A Selection From My Favorite Jewish Sources
By Rabbi Mordechai Levin
Midrash Mishlei 22:6
“Train up a child in the way he should go” (Proverbs 22:6). Rabbi Eliezer and Rabbi Joshua differed.
Rabbi Eliezer said: The verse means that if you train your son with words of Torah until he becomes a young man, he will continue growing in allegiance to them, as the verse concludes, “Even when he is old, he will not depart from it” (Proverbs 22:6).
But Rabbi Joshua said: The child may be compared to a heifer–if she is not taught to plow when young, it will be difficult for her to do so in the end; or to a wine branch– if you do not bend it when it is full of sap, once it hardens, you can do nothing with it.
Talmud, Sukkah 42a
If he knows how to speak, his father must teach him the Shema, Torah, and the holy tongue (Hebrew).
Talmud, Sotah 20a
Ben Azzai said: A man is required to teach his daughter Torah.
Talmud, Kidushin 29a, 30b
Our sages taught: With regard to his son, a father is obligated to circumcise him, to redeem him [if he is the firstborn], to teach him Torah, to teach him a craft, and to get him married. Some say: Also to teach him how to swim. Rabbi Judah said: When a man does not teach his son a craft, it is as though he taught him brigandage.
Some say: Also to teach him how to swim. The reason? His life may depend on it. Rabbi Judah I, the Patriarch said: A father is also required to teach his son civic obligations.
Whatever a father is required to do for his son, should he fail to do it, the son must do it on his own.
Shemot Rabbah 43:7
Rabbi Huna, in the name of Rabbi Yohanan, told the parable of a certain man who opened a perfume shop for his son in the street of harlots. The street plied its trade, the perfume business plied its trade, and the lad, like any young male, plied his natural inclination–he strayed into depraved ways.
When the father came and caught him with a harlot, he began to shout, “I’ll kill you!”
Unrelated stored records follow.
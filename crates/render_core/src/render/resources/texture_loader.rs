//! Texture loading and format selection
//!
//! Images are decoded with the `image` crate, optionally flipped and
//! downscaled, then uploaded with a storage format picked from the requested
//! compression and the extensions the device supports. Loaded 2D textures are
//! cached in [`Assets`] under the file stem.

use std::path::{Path, PathBuf};

use image::imageops::FilterType;
use image::DynamicImage;
use serde::{Deserialize, Serialize};
use thiserror::Error;

use super::texture::{Filter, InternalFormat, PixelFormat, Texture, TextureDescriptor, TextureParameter, Wrap};
use crate::foundation::math::UVec2;
use crate::render::assets::Assets;
use crate::render::context::{Context, Extension, PixelStore, TextureTarget};

/// Errors raised while loading textures
#[derive(Error, Debug)]
pub enum TextureError {
    /// Channel count has no uncompressed format
    #[error("bad channel count: {0}")]
    BadChannels(u32),

    /// The requested compression cannot store this many channels
    #[error("{compression:?} compression does not support {channels} channels")]
    BadCompression {
        /// Requested compression
        compression: Compression,
        /// Channel count of the image
        channels: u32,
    },

    /// The requested compression needs an extension the device lacks
    #[error("{} is not supported", .0.name())]
    Unsupported(Extension),

    /// Decoding failed
    #[error("failed to load texture {path}: {source}")]
    Image {
        /// File that failed
        path: PathBuf,
        /// Decoder error
        source: image::ImageError,
    },

    /// Cube map faces differ in size or channel count
    #[error("cube map face {0} does not match the other faces")]
    FaceMismatch(PathBuf),
}

/// Requested block compression
#[derive(Debug, Clone, Copy, Default, PartialEq, Eq, Hash, Serialize, Deserialize)]
pub enum Compression {
    /// Uncompressed
    #[default]
    None,
    /// S3TC DXT1
    Dxt1,
    /// S3TC DXT5
    Dxt5,
    /// BPTC BC7
    Bc7,
    /// RGTC
    Rgtc,
    /// Best supported compression for the channel count
    Default,
}

/// Where the first row of image data lands
#[derive(Debug, Clone, Copy, Default, PartialEq, Eq, Hash, Serialize, Deserialize)]
pub enum Origin {
    /// Rows kept in file order
    TopLeft,
    /// Rows flipped vertically on load
    #[default]
    BottomLeft,
}
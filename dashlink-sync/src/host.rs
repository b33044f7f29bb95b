//! Collaborator hooks implemented by the embedding application.
//!
//! The engine never touches a window, clipboard or script runtime itself.
//! It calls into a [`Host`] for those, and into an optional
//! [`ScriptEvaluator`] for `invokejavascript`.

use thiserror::Error;

use crate::session::Position;
use crate::View;

#[derive(Error, Debug, Clone, PartialEq)]
pub enum HostError {
    #[error("clipboard unavailable: {0}")]
    Clipboard(String),
}

#[derive(Error, Debug, Clone, PartialEq)]
#[error("script failed: {0}")]
pub struct ScriptError(pub String);

/// Where a `redirect` should go.
#[derive(Debug, Clone, PartialEq, Eq)]
pub enum Navigation {
    /// Same-origin path, routed inside the client.
    InApp(String),
    /// External URL opened in a new window.
    NewWindow(String),
    /// External URL replacing the current page.
    Replace(String),
}

impl Navigation {
    /// Classify a redirect target.
    pub fn from_redirect(url: &str, open_in_new_window: bool) -> Self {
        if url.starts_with('/') {
            Navigation::InApp(url.to_string())
        } else if open_in_new_window {
            Navigation::NewWindow(url.to_string())
        } else {
            Navigation::Replace(url.to_string())
        }
    }
}

#[derive(Debug, Clone, Copy, PartialEq, Eq)]
pub enum NotificationLevel {
    Success,
    Error,
}

/// A user-visible toast.
#[derive(Debug, Clone, PartialEq, Eq)]
pub struct Notification {
    pub level: NotificationLevel,
    pub message: String,
}

impl Notification {
    pub fn success(message: impl Into<String>) -> Self {
        Self {
            level: NotificationLevel::Success,
            message: message.into(),
        }
    }

    pub fn error(message: impl Into<String>) -> Self {
        Self {
            level: NotificationLevel::Error,
            message: message.into(),
        }
    }
}

pub trait Host {
    fn navigate(&mut self, target: Navigation);

    /// Full client reload.
    fn reload(&mut self);

    /// Focus an element, optionally scrolling it into view.
    fn focus(&mut self, element_id: &str, scroll_into_view: bool);

    fn copy_to_clipboard(&mut self, data: &str) -> Result<(), HostError>;

    fn notify_user(&mut self, notification: Notification);

    /// Called once when the liveness check fails.
    fn session_timed_out(&mut self) {}

    /// Geolocation snapshot, when the dashboard asks for one.
    fn location(&mut self) -> Option<Position> {
        None
    }

    /// Stylesheets and scripts declared by the dashboard.
    fn load_assets(&mut self, stylesheets: &[String], scripts: &[String]) {
        let _ = (stylesheets, scripts);
    }

    /// Called after every render pass and view change.
    fn on_render(&mut self, view: &View) {
        let _ = view;
    }
}

/// Capability for server-sent scripts.
pub trait ScriptEvaluator {
    fn evaluate(&mut self, script: &str) -> Result<(), ScriptError>;
}
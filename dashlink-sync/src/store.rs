//! Per-node component state.
//!
//! One [`ComponentState`] exists for every mounted node of a registered
//! type. It holds the node's live descriptor, seeded from the upstream
//! descriptor and re-seeded whenever the upstream `version` changes, and
//! applies the component-addressed hub messages as transitions on it.

use serde_json::{Map, Value};

use dashlink_core::{Descriptor, Node};

/// Component-addressed messages, as delivered on the node's topic.
#[derive(Debug, Clone, PartialEq)]
pub enum ComponentMessage {
    SetState { state: Map<String, Value> },
    /// Client-side name of the hub's `requestState`.
    GetState { request_id: String },
    AddElement { elements: Vec<Descriptor> },
    /// Hides the addressed node itself; `parent_id` is not consulted.
    RemoveElement { parent_id: Option<String> },
    ClearElement,
    SyncElement,
    TestForm,
}

/// Inputs that decide whether a node must be rendered again.
#[derive(Debug, Clone, PartialEq, Eq, Hash)]
pub struct RenderKey {
    pub version: String,
    pub generation: u64,
    /// Bumped on every local mutation.
    pub revision: u64,
}

/// A node needs rendering when any part of its key moved.
pub fn needs_render(prev: &RenderKey, next: &RenderKey) -> bool {
    prev != next
}

/// Side effect requested by a transition.
#[derive(Debug, Clone, PartialEq)]
pub enum StoreEffect {
    /// Report the full local state back to the server.
    SendState { request_id: String, state: Value },
}

#[derive(Debug, Clone)]
pub struct ComponentState {
    node: Node,
    upstream_version: Option<String>,
    generation: u64,
    revision: u64,
}

impl ComponentState {
    /// Seed from the upstream descriptor. Content becomes the child list.
    pub fn seed(upstream: &Node) -> Self {
        Self {
            node: normalise(upstream),
            upstream_version: upstream.version.clone(),
            generation: 0,
            revision: 0,
        }
    }

    /// Replace local state if the upstream `version` moved.
    ///
    /// Returns whether a re-seed happened. Local mutations survive any
    /// upstream change that leaves the version alone.
    pub fn reseed_if_changed(&mut self, upstream: &Node) -> bool {
        if self.upstream_version == upstream.version {
            return false;
        }
        log::debug!(
            "Re-seeding {} ({:?} -> {:?})",
            upstream.id,
            self.upstream_version,
            upstream.version
        );
        self.node = normalise(upstream);
        self.upstream_version = upstream.version.clone();
        self.revision += 1;
        true
    }

    pub fn node(&self) -> &Node {
        &self.node
    }

    pub fn generation(&self) -> u64 {
        self.generation
    }

    pub fn children(&self) -> Vec<Descriptor> {
        self.node.content.as_children()
    }

    pub fn render_key(&self) -> RenderKey {
        RenderKey {
            version: self.node.version_or_default().to_string(),
            generation: self.generation,
            revision: self.revision,
        }
    }

    /// Full local state as sent back for `getState`.
    pub fn snapshot(&self) -> Value {
        let mut value = self.node.to_value();
        if let Value::Object(map) = &mut value {
            map.insert("version".into(), Value::String(self.node.version_or_default().to_string()));
        }
        value
    }

    /// Shallow-merge fields into the node. Used by `setState` and by
    /// renderers updating their own state.
    pub fn merge(&mut self, state: Map<String, Value>) -> bool {
        let before = self.node.clone();
        self.node.merge_state(state);
        if self.node.content != before.content {
            self.node.content = Descriptor::List(self.node.content.as_children());
        }
        self.touch_if(self.node != before)
    }

    /// Apply one message.
    pub fn apply(&mut self, message: &ComponentMessage) -> Option<StoreEffect> {
        match message {
            ComponentMessage::SetState { state } => {
                self.merge(state.clone());
            }
            ComponentMessage::GetState { request_id } => {
                return Some(StoreEffect::SendState {
                    request_id: request_id.clone(),
                    state: self.snapshot(),
                });
            }
            ComponentMessage::AddElement { elements } => {
                if !elements.is_empty() {
                    let mut children = self.children();
                    children.extend(elements.iter().cloned());
                    self.node.content = Descriptor::List(children);
                    self.touch_if(true);
                }
            }
            ComponentMessage::ClearElement => {
                let had_children = !self.children().is_empty();
                self.node.content = Descriptor::List(Vec::new());
                self.touch_if(had_children);
            }
            ComponentMessage::RemoveElement { .. } => {
                let was_visible = !self.node.hidden;
                self.node.hidden = true;
                self.touch_if(was_visible);
            }
            ComponentMessage::SyncElement => {
                self.generation += 1;
            }
            ComponentMessage::TestForm => {
                log::trace!("testForm for {} has no built-in effect", self.node.id);
            }
        }
        None
    }

    fn touch_if(&mut self, changed: bool) -> bool {
        if changed {
            self.revision += 1;
        }
        changed
    }
}

fn normalise(upstream: &Node) -> Node {
    let mut node = upstream.clone();
    node.content = Descriptor::List(upstream.content.as_children());
    node
}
But the father’s friend was there, and he spoke up. “You yourself ruined your son, and now you are yelling at him! You ignored all other occupations and taught him to be a perfumer; you ignored all other streets and deliberately opened a shop for him in the street of harlots!”
Talmud, Gittin 6b
A man should never impose an overpowering fear upon his household.
Talmud, Sukkah 46b
One should not promise a child something, and then not give it to him, because as a result, the child will learn to lie.